Entries supplied START
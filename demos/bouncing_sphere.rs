//! Bouncing Sphere Demo
//!
//! Drives the physics at a fixed 10 ms tick and prints the sphere's
//! trajectory as it bounces around the 20-unit room, loses energy to
//! restitution and friction, and settles into a roll.
//!
//! Run with `RUST_LOG=roombounce=trace` to see the per-tick position trace
//! and boundary-contact log lines.

use roombounce::{Room, Sphere, Stepper, World};

const TICK_MS: u32 = 10;
const TICKS: u32 = 3000; // 30 simulated seconds

fn main() {
    env_logger::init();

    let stepper = Stepper::new(Room::new(20.0));
    let mut world = World::new(stepper, Sphere::demo_ball());

    let mut bounces = 0u32;
    for tick in 0..TICKS {
        let contacts = world.step_millis(TICK_MS);
        bounces += contacts.len() as u32;

        if tick % 100 == 0 {
            let s = world.sphere();
            println!(
                "t={:5.1}s  pos=({:6.2}, {:6.2}, {:6.2})  speed={:5.2}  spin=({:6.2}, {:6.2}, {:6.2})",
                tick as f32 * TICK_MS as f32 / 1000.0,
                s.position.x,
                s.position.y,
                s.position.z,
                s.speed(),
                s.angular_velocity.x,
                s.angular_velocity.y,
                s.angular_velocity.z,
            );
        }
    }

    let s = world.sphere();
    println!(
        "done: {} boundary contacts, final pos=({:.2}, {:.2}, {:.2}), rotation=({:.0}°, {:.0}°, {:.0}°)",
        bounces,
        s.position.x,
        s.position.y,
        s.position.z,
        s.rotation_angle.x,
        s.rotation_angle.y,
        s.rotation_angle.z,
    );
}
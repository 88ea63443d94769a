//! Speed Boost Demo
//!
//! Exercises the host-side controls headlessly: let the ball
//! settle, hit it with the speed-boost key a few times, then reset it to
//! the starting state.

use roombounce::{Room, Sphere, Stepper, World};

const TICK_MS: u32 = 10;

fn report(label: &str, world: &World) {
    let s = world.sphere();
    println!(
        "{label:>12}: pos=({:6.2}, {:6.2}, {:6.2})  speed={:5.2}",
        s.position.x,
        s.position.y,
        s.position.z,
        s.speed()
    );
}

fn main() {
    env_logger::init();

    let mut world = World::new(Stepper::new(Room::new(20.0)), Sphere::demo_ball());
    report("start", &world);

    // Let the ball bleed off most of its energy
    for _ in 0..1500 {
        world.step_millis(TICK_MS);
    }
    report("settled", &world);

    // '+' key: add 10 to every velocity component
    world.boost(10.0);
    report("boosted", &world);

    for _ in 0..500 {
        world.step_millis(TICK_MS);
    }
    report("after kick", &world);

    // '-' key pulls it back down
    world.boost(-10.0);
    for _ in 0..500 {
        world.step_millis(TICK_MS);
    }
    report("slowed", &world);

    // 'r' key: back to the fixed starting state
    world.reset();
    report("reset", &world);
}
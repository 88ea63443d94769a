//! Deterministic physics for a single rigid sphere bouncing inside an
//! axis-aligned cubic room.
//!
//! The simulation is a fixed-interval stepper: semi-implicit Euler
//! integration with gravity, restitution-based reflection off the six
//! boundary planes, a rolling-friction heuristic that couples linear and
//! angular velocity on contact, and angular-velocity clamping. It is a
//! total, non-blocking numeric transform — no I/O, no allocation, no
//! randomness — so the same stepper can drive an embedded display, a
//! desktop demo, or a test harness feeding synthetic time deltas.
//!
//! Rendering and input stay host-side: the host reads `position`,
//! `rotation_angle`, and `radius` to draw the ball, and may poke the
//! velocity (see [`World::boost`]) or call [`World::reset`].
//!
//! # Example
//! ```
//! use roombounce::{Room, Sphere, Stepper, World};
//!
//! let stepper = Stepper::new(Room::new(20.0));
//! let mut world = World::new(stepper, Sphere::demo_ball());
//!
//! // 10 ms tick, the cadence the bundled demos use
//! for _ in 0..100 {
//!     world.step_millis(10);
//! }
//!
//! let sphere = world.sphere();
//! assert!(sphere.position.y >= sphere.radius);
//! ```

#![no_std]

pub mod room;
pub mod sphere;
pub mod stepper;
pub mod world;

pub use room::{Boundary, Room};
pub use sphere::Sphere;
pub use stepper::Stepper;
pub use world::World;
//! The axis-aligned cubic room the sphere is confined to.

use crate::sphere::Sphere;

/// A cubic room spanning `[0, size]` on every axis.
///
/// The walls are implicit; there are no wall bodies. The stepper tests the
/// sphere's surface against the six boundary planes directly.
#[derive(Debug, Clone, Copy, PartialEq)]
pub struct Room {
    size: f32,
}

impl Room {
    /// Create a room with the given side length.
    ///
    /// # Panics
    /// Panics if `size` is not positive and finite.
    pub fn new(size: f32) -> Self {
        assert!(
            size > 0.0 && size.is_finite(),
            "room size must be positive and finite"
        );
        Self { size }
    }

    /// Side length of the cube.
    #[inline]
    pub fn size(&self) -> f32 {
        self.size
    }

    /// Whether a sphere of this radius can exist inside the room at all.
    ///
    /// A sphere with `2 * radius >= size` inverts the clamp bounds
    /// `[radius, size - radius]`, so it must be rejected up front.
    #[inline]
    pub fn fits(&self, sphere: &Sphere) -> bool {
        2.0 * sphere.radius < self.size
    }

    /// Whether the sphere is fully inside the room (surface included).
    pub fn contains(&self, sphere: &Sphere) -> bool {
        let r = sphere.radius;
        let p = &sphere.position;
        p.x >= r
            && p.x <= self.size - r
            && p.y >= r
            && p.y <= self.size - r
            && p.z >= r
            && p.z <= self.size - r
    }
}

impl Default for Room {
    /// The bundled demos' room: a 20-unit cube.
    fn default() -> Self {
        Self::new(20.0)
    }
}

/// One of the six boundary planes of a [`Room`].
///
/// Returned by the stepper to report which planes the sphere hit during a
/// step. A corner hit reports every plane involved.
#[derive(Debug, Clone, Copy, PartialEq, Eq)]
pub enum Boundary {
    /// The floor, `y = 0`.
    Floor,
    /// The wall at `x = 0`.
    WallXMin,
    /// The wall at `x = size`.
    WallXMax,
    /// The wall at `z = 0`.
    WallZMin,
    /// The wall at `z = size`.
    WallZMax,
    /// The ceiling, `y = size`.
    Ceiling,
}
Entries supplied END
What the exercise asks — Search the records for the word "Whether". Copy each line where it appears.

Finished exercise —
    /// Whether a sphere of this radius can exist inside the room at all.
    /// Whether the sphere is fully inside the room (surface included).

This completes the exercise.